> What you should do:
Every single record needs to be restated word for word.

[[ Input data open ]]

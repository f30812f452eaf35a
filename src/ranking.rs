//! Preference ordering for parsed media ranges
//!
//! Entries are ordered by quality, then by how specific their type and subtype
//! are, then by how many extension parameters they carry. Anything still tied
//! keeps its position in the header.

use std::cmp::Ordering;

use crate::media_range::MediaRange;

/// How specific a media range is, from least to most specific.
///
/// A concrete type with a wildcard subtype (`text/*`) outranks a wildcard type
/// with a concrete subtype (`*/plain`).
#[derive(Debug, Clone, Copy, PartialEq, Eq, PartialOrd, Ord, Hash)]
pub enum Specificity {
	/// `*/*`
	Any,
	/// `*/plain`
	AnyType,
	/// `text/*`
	AnySubtype,
	/// `text/plain`
	Exact,
}

impl Specificity {
	/// Classifies a `(type, subtype)` pair.
	///
	/// # Examples
	///
	/// ```
	/// use reinhardt_accept::ranking::Specificity;
	///
	/// assert_eq!(Specificity::of("text", "html"), Specificity::Exact);
	/// assert_eq!(Specificity::of("text", "*"), Specificity::AnySubtype);
	/// assert_eq!(Specificity::of("*", "html"), Specificity::AnyType);
	/// assert_eq!(Specificity::of("*", "*"), Specificity::Any);
	/// assert!(Specificity::AnySubtype > Specificity::AnyType);
	/// ```
	pub fn of(main_type: &str, subtype: &str) -> Self {
		let any_type = main_type == crate::matcher::WILDCARD;
		let any_subtype = subtype == crate::matcher::WILDCARD;
		match (any_type, any_subtype) {
			(false, false) => Self::Exact,
			(false, true) => Self::AnySubtype,
			(true, false) => Self::AnyType,
			(true, true) => Self::Any,
		}
	}
}

/// Compares two media ranges by preference.
///
/// `Ordering::Less` means `a` is preferred over `b`, so the result can be fed
/// straight into `sort_by`.
pub fn compare(a: &MediaRange, b: &MediaRange) -> Ordering {
	b.quality
		.total_cmp(&a.quality)
		.then_with(|| b.specificity().cmp(&a.specificity()))
		.then_with(|| b.extensions.len().cmp(&a.extensions.len()))
}

/// Sorts media ranges from most to least preferred.
///
/// The sort is stable: entries that compare equal stay in header order.
///
/// # Examples
///
/// ```
/// use reinhardt_accept::MediaRange;
/// use reinhardt_accept::ranking::rank;
///
/// let mut ranges = vec![
///     MediaRange::new("*", "*"),
///     MediaRange::new("text", "*"),
///     MediaRange::new("text", "html").with_quality(0.5),
///     MediaRange::new("text", "plain"),
/// ];
/// rank(&mut ranges);
///
/// let order: Vec<String> = ranges.iter().map(|r| r.essence()).collect();
/// assert_eq!(order, ["text/plain", "text/*", "*/*", "text/html"]);
/// ```
pub fn rank(ranges: &mut [MediaRange]) {
	ranges.sort_by(compare);
}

[[ Input data closed ]]

> Reply to the exercise:
repository f30812f452eaf35a
filename src/ranking.rs
//! Preference ordering for parsed media ranges
//!
//! Entries are ordered by quality, then by how specific their type and subtype
//! are, then by how many extension parameters they carry. Anything still tied
//! keeps its position in the header.

use std::cmp::Ordering;

use crate::media_range::MediaRange;

/// How specific a media range is, from least to most specific.
///
/// A concrete type with a wildcard subtype (`text/*`) outranks a wildcard type
/// with a concrete subtype (`*/plain`).
#[derive(Debug, Clone, Copy, PartialEq, Eq, PartialOrd, Ord, Hash)]
pub enum Specificity {
	/// `*/*`
	Any,
	/// `*/plain`
	AnyType,
	/// `text/*`
	AnySubtype,
	/// `text/plain`
	Exact,
}

impl Specificity {
	/// Classifies a `(type, subtype)` pair.
	///
	/// # Examples
	///
	/// ```
	/// use reinhardt_accept::ranking::Specificity;
	///
	/// assert_eq!(Specificity::of("text", "html"), Specificity::Exact);
	/// assert_eq!(Specificity::of("text", "*"), Specificity::AnySubtype);
	/// assert_eq!(Specificity::of("*", "html"), Specificity::AnyType);
	/// assert_eq!(Specificity::of("*", "*"), Specificity::Any);
	/// assert!(Specificity::AnySubtype > Specificity::AnyType);
	/// ```
	pub fn of(main_type: &str, subtype: &str) -> Self {
		let any_type = main_type == crate::matcher::WILDCARD;
		let any_subtype = subtype == crate::matcher::WILDCARD;
		match (any_type, any_subtype) {
			(false, false) => Self::Exact,
			(false, true) => Self::AnySubtype,
			(true, false) => Self::AnyType,
			(true, true) => Self::Any,
		}
	}
}

/// Compares two media ranges by preference.
///
/// `Ordering::Less` means `a` is preferred over `b`, so the result can be fed
/// straight into `sort_by`.
pub fn compare(a: &MediaRange, b: &MediaRange) -> Ordering {
	b.quality
		.total_cmp(&a.quality)
		.then_with(|| b.specificity().cmp(&a.specificity()))
		.then_with(|| b.extensions.len().cmp(&a.extensions.len()))
}

/// Sorts media ranges from most to least preferred.
///
/// The sort is stable: entries that compare equal stay in header order.
///
/// # Examples
///
/// ```
/// use reinhardt_accept::MediaRange;
/// use reinhardt_accept::ranking::rank;
///
/// let mut ranges = vec![
///     MediaRange::new("*", "*"),
///     MediaRange::new("text", "*"),
///     MediaRange::new("text", "html").with_quality(0.5),
///     MediaRange::new("text", "plain"),
/// ];
/// rank(&mut ranges);
///
/// let order: Vec<String> = ranges.iter().map(|r| r.essence()).collect();
/// assert_eq!(order, ["text/plain", "text/*", "*/*", "text/html"]);
/// ```
pub fn rank(ranges: &mut [MediaRange]) {
	ranges.sort_by(compare);
}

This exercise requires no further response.